Voronezh State University,
Voronezh, Russia
sashaalb@list.ru
Within a Kursk block, which
in modern coordinates is the eastern part of Sarmatia, set several
manifestations of alkaline-ultramafic magmatism with carbonatites. They
are confined to deep fault NW zones, which mark Tim-Yastrebovskaya and
Volotovskaya structures of Alekseevsko-Voronetskaya Paleoproterozoic
rift zone.
The rocks of
alkaline-ultramafic
formation in this
region are described in the form of dikes and typical Dubraviskiy
massif, which located in the northern closure of Volotovskaya structure.
Dubraviskiy massif is a arc-like steep-falling (75-80o)
intrusive body length of about 7,0 and a width of 0,6 km, which formed a
alternation complex of rocks formed in several stages (Бочаров,
Фролов,
1993): 1) the
earliest, represented by alkaline (aegirine - augite) pyroxenites and
subcalcium diopsidites; 2) carbonatites, with the formation of calcium,
at least calcic-dolomite carbonatites silicium-carbonatites and apatite
ores; 3) the final stage of the formation granite-syenites intrusion
bodies, dikes and veins syenites and alkali granites.

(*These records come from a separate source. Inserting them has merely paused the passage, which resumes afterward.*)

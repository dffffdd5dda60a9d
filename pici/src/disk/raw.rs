//! Block device capacity and raw transfers (`blockdev`, `dd`).

use std::path::Path;

use pici_shared::ByteSize;
use pici_shared::errors::{PiciError, PiciResult};

use super::ImageDescriptor;
use super::constants::transfer::DD_BLOCK_SIZE;
use crate::runner::ToolCommand;

/// Equivalent to: `blockdev --getsize64 <device>`
pub fn device_size(device: &Path) -> ToolCommand {
    ToolCommand::introspect("blockdev")
        .arg("--getsize64")
        .arg(device.to_string_lossy())
}

pub fn parse_device_size(command: &ToolCommand, output: &str) -> PiciResult<ByteSize> {
    output
        .trim()
        .parse::<u64>()
        .map(ByteSize::from_bytes)
        .map_err(|_| {
            PiciError::unparseable(
                command.command_line(),
                format!("expected a byte count, got '{}'", output.trim()),
            )
        })
}

/// Write a raw image onto a device, flushing before exit.
///
/// Equivalent to: `dd bs=4M conv=fsync status=progress if=<raw> of=<device>`
pub fn write_to_device(raw: &ImageDescriptor, device: &Path) -> ToolCommand {
    ToolCommand::mutate("dd")
        .arg(format!("bs={}", DD_BLOCK_SIZE))
        .args(["conv=fsync", "status=progress"])
        .arg(format!("if={}", raw.arg()))
        .arg(format!("of={}", device.to_string_lossy()))
        .streaming()
}

/// Read a whole device into a sparse raw file.
///
/// Equivalent to: `dd conv=sparse bs=4M status=progress if=<device> of=<raw>`
pub fn read_from_device(device: &Path, raw: &ImageDescriptor) -> ToolCommand {
    ToolCommand::mutate("dd")
        .arg("conv=sparse")
        .arg(format!("bs={}", DD_BLOCK_SIZE))
        .arg("status=progress")
        .arg(format!("if={}", device.to_string_lossy()))
        .arg(format!("of={}", raw.arg()))
        .streaming()
}

#[cfg(test)]
mod tests {
    use super::*;

    #[test]
    fn test_parse_device_size() {
        let cmd = device_size(Path::new("/dev/mmcblk0"));
        assert_eq!(
            parse_device_size(&cmd, "31914983424\n").unwrap(),
            ByteSize::from_bytes(31914983424)
        );
        assert!(parse_device_size(&cmd, "").is_err());
        assert!(parse_device_size(&cmd, "blockdev: cannot open").is_err());
    }

    #[test]
    fn test_write_to_device() {
        let cmd = write_to_device(
            &ImageDescriptor::raw("/tmp/pici-x/flash.img"),
            Path::new("/dev/mmcblk0"),
        );
        assert_eq!(
            cmd.command_line(),
            "dd bs=4M conv=fsync status=progress if=/tmp/pici-x/flash.img of=/dev/mmcblk0"
        );
        assert!(cmd.is_streaming());
    }
}
pub mod backup;
pub mod export;
pub mod flash;
pub mod init;
pub mod resize;
pub mod start;

use pici::{AssumeYes, Confirm};

use crate::confirm::StdinConfirm;

/// `-y` answers every prompt; otherwise ask on the terminal.
pub(crate) fn confirmer(yes: bool) -> &'static dyn Confirm {
    if yes {
        &AssumeYes as &dyn Confirm
    } else {
        &StdinConfirm
    }
}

Alkaline pyroxenites have a
pan-idiomorphic and sideronitic structure, this rocks consist of
sodium-augite, aegirine-augite, diopside and subcalcium ferroavgit, Ti -
biotite, high-iron tetraferribiotite, tetraferriphlogopite, are well
represented magnetite, ilmenite, sphene and apatite. Among the carbonate
rocks are distinguished apatite carbonatites (70-90% carbonate),
magnetite-rich varieties - nelsonity (50-70% carbonate) or silicate
minerals (50-70%) -
silicium-carbonatites.
Calcite, at least
dolomite are predominantly for mineral composition of carbonatites,
rarely carbonatites containing different amounts of apatite, magnetite,
ilmenite, sphene, epidote, sulfides, alkali pyroxenes and amphiboles
(richterite) and varieties of biotite - tetraferribiotite and
tetraferriphlogopite.
Silicium-carbonatites is a
rock with unstable contents of calcite, silica and ore components, they
are characterized by coarsely banded structure with multiple pattern of
relationship the major rock-forming minerals. When the apatite and
magnetite clearly predominance over other minerals intrusive bodies
becomes into the category of ore bodies with sufficiently sharp
boundaries. Apatite in ore has idiomorphic forms and get a solid
aggregates with the smallest interstices occupied by xenomorphic
calcite, biotite, magnetite, sphene and clinopyroxene. For the
quantitative content of magnetite and silicate minerals distinguish two
major types of ore: magnetite-apatite and silicate apatite.
The most powerful
manifestation of the alkali syenite located in the footwall of the
ultramafic-alkaline-carbonatite intrusion, and thin veins and dike are
widely distributed throughout the body. The main rock-forming mineral
syenite is a latticed microcline, dark-colored minerals are aegirine and
aegirine-augite, biotite and, rarely, alkaline amphibole. Accessory
minerals are always present calcite, magnetite, sphene, and apatite.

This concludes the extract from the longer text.